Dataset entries
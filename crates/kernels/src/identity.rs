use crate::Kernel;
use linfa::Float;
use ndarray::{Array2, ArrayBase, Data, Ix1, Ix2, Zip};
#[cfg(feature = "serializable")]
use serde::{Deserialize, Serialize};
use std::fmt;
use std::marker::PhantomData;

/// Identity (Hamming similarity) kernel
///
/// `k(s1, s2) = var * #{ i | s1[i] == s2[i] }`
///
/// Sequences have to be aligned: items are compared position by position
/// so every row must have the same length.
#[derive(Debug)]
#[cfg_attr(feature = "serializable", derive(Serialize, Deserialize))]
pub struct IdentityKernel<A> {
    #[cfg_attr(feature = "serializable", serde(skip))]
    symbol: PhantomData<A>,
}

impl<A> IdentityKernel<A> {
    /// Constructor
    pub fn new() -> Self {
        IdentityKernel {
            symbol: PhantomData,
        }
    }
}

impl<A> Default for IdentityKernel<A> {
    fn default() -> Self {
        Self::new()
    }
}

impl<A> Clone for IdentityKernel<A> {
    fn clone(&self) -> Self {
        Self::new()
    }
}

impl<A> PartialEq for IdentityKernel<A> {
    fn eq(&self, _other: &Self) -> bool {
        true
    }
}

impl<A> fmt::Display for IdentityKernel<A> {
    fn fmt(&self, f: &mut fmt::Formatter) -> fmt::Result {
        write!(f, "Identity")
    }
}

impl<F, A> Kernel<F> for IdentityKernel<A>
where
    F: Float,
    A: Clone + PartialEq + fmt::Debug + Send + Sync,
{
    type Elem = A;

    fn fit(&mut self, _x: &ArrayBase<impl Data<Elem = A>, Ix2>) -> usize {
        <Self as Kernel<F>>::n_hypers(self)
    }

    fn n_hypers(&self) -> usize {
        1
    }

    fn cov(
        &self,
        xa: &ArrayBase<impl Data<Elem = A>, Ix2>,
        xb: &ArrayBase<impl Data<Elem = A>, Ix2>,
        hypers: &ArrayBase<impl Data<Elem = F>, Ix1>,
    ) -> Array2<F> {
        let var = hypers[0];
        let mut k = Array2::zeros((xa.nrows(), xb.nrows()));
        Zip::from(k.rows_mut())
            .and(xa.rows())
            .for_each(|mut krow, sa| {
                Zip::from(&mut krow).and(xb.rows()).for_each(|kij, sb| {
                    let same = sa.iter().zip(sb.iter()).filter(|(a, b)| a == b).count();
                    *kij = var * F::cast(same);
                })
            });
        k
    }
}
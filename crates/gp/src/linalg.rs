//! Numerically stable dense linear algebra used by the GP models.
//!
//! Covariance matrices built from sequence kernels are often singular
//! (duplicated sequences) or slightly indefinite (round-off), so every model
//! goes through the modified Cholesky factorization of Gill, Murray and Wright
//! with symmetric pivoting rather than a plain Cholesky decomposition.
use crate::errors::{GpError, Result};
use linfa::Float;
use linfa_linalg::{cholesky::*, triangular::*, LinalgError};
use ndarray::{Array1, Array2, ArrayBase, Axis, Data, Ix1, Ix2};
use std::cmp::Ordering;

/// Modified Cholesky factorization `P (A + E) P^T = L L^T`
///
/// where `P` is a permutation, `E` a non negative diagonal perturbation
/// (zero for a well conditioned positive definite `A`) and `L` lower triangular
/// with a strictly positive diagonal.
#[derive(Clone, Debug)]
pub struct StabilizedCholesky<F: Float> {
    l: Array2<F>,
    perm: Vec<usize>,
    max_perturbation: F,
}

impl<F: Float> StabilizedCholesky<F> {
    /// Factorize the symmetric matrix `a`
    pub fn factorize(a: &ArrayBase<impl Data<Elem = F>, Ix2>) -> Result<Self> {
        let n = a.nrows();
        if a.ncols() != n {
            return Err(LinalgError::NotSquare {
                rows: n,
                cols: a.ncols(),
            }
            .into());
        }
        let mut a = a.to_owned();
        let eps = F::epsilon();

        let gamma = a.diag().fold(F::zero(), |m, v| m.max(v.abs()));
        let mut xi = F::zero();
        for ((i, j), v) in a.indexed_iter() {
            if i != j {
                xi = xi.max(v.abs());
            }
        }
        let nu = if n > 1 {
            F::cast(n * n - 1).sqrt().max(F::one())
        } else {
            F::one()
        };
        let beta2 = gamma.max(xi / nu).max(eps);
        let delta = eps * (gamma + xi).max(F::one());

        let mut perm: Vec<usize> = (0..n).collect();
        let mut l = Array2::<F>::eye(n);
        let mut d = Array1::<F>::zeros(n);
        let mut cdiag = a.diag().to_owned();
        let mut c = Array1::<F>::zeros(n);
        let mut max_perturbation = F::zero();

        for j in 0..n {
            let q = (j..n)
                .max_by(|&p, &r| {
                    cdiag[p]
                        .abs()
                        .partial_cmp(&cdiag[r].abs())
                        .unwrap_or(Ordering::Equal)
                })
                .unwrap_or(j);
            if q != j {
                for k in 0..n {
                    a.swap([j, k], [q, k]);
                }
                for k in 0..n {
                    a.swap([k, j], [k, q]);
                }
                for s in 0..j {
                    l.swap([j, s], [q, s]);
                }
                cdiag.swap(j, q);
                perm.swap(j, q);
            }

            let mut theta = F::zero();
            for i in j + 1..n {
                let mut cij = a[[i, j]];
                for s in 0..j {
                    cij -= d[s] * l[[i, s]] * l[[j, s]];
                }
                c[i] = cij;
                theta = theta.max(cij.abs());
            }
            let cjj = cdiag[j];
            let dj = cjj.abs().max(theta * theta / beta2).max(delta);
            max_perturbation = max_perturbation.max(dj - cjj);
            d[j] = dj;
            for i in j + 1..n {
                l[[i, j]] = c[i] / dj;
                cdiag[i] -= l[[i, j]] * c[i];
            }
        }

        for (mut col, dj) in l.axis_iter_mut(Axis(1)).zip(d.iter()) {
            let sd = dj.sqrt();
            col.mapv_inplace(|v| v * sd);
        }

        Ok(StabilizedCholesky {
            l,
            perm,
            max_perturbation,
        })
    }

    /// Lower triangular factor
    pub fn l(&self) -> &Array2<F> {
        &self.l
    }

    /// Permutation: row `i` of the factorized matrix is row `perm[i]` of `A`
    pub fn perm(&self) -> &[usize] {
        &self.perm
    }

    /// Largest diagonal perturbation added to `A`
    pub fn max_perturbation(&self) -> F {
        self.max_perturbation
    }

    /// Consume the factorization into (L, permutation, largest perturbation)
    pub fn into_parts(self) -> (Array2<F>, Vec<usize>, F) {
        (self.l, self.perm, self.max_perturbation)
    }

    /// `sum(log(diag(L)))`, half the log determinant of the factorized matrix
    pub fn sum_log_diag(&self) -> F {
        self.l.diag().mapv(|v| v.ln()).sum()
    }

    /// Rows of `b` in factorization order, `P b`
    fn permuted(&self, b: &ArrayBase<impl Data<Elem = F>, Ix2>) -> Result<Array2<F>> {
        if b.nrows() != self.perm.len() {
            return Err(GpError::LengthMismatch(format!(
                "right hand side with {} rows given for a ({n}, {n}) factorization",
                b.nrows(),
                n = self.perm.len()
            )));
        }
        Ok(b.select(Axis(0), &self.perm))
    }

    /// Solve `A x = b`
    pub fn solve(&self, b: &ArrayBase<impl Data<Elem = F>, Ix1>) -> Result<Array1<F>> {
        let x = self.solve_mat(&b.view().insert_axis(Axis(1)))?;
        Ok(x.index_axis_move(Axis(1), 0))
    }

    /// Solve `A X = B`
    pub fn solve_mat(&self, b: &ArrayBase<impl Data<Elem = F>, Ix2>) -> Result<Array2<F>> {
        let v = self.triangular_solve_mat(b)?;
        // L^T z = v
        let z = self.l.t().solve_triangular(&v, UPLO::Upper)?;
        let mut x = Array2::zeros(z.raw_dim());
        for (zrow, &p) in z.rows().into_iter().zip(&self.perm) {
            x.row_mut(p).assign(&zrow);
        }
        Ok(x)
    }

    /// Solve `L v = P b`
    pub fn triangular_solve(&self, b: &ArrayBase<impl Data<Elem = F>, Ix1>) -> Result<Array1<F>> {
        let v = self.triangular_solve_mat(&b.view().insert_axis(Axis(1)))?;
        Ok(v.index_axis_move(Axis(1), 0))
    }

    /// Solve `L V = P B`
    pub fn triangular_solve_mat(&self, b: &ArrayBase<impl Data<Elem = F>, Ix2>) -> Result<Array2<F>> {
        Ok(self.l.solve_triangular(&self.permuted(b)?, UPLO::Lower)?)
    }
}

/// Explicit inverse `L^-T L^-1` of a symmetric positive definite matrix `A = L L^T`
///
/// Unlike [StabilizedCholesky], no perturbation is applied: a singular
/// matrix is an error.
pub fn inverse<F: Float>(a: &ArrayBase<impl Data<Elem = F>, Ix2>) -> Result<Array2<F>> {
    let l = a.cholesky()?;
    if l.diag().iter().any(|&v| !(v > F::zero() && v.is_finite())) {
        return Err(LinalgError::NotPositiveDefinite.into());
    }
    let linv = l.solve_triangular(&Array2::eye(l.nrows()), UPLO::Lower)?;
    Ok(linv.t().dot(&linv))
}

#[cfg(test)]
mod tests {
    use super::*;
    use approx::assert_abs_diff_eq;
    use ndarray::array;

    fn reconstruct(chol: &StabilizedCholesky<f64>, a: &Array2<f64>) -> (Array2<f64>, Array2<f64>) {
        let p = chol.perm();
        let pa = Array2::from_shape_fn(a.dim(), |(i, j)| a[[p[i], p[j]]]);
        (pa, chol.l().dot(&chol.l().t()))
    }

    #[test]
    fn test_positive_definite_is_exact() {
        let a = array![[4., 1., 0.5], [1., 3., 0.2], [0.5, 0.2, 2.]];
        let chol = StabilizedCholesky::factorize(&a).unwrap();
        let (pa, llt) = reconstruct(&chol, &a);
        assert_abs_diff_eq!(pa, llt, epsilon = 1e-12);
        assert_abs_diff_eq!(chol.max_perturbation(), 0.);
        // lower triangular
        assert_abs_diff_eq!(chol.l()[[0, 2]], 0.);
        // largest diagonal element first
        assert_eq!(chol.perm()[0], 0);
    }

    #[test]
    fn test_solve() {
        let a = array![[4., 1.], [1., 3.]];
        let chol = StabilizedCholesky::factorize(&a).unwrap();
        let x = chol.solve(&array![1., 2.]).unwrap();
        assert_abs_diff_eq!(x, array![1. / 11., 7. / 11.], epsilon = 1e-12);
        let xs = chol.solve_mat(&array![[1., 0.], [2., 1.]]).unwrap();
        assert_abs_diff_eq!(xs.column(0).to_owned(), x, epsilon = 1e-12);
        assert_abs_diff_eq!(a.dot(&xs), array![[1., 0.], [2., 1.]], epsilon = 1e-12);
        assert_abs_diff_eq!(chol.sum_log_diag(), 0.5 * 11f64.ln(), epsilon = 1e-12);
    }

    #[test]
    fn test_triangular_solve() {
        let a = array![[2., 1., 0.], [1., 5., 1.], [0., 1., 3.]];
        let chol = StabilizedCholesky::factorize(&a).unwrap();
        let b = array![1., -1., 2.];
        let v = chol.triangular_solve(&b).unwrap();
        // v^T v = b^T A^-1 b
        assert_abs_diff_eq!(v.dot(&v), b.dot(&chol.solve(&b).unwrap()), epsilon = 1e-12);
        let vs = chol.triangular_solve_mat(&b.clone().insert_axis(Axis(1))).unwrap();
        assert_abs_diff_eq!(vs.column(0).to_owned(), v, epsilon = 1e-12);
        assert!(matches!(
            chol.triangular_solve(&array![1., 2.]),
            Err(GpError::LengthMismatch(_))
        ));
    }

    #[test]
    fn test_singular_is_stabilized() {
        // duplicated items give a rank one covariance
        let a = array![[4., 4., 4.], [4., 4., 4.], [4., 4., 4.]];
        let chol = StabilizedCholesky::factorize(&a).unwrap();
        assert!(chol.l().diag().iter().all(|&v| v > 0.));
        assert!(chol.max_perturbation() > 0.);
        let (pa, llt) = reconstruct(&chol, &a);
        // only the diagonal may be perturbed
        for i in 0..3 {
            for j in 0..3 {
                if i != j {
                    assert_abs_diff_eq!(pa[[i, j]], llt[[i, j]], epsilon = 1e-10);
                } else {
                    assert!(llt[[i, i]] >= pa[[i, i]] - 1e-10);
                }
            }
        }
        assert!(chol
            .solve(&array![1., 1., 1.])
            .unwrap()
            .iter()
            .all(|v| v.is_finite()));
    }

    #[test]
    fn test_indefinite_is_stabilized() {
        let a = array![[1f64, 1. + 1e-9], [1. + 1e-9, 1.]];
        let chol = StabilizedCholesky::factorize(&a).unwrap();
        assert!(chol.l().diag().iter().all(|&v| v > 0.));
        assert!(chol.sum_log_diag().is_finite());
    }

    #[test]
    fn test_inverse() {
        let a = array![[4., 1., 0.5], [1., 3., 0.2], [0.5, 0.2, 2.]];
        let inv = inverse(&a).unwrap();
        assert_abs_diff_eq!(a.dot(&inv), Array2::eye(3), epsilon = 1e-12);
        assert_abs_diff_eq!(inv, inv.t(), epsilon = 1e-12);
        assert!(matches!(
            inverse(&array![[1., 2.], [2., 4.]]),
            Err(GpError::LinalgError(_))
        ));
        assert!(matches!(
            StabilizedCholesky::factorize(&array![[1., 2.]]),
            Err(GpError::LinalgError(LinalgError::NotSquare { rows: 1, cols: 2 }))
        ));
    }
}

TASK TO COMPLETE –
From the records above, pick out and copy each line holding the word "usize".

ANSWER TO THIS PROBLEM –
    fn fit(&mut self, _x: &ArrayBase<impl Data<Elem = A>, Ix2>) -> usize {
    fn n_hypers(&self) -> usize {
    perm: Vec<usize>,
        let mut perm: Vec<usize> = (0..n).collect();
    pub fn perm(&self) -> &[usize] {
    pub fn into_parts(self) -> (Array2<F>, Vec<usize>, F) {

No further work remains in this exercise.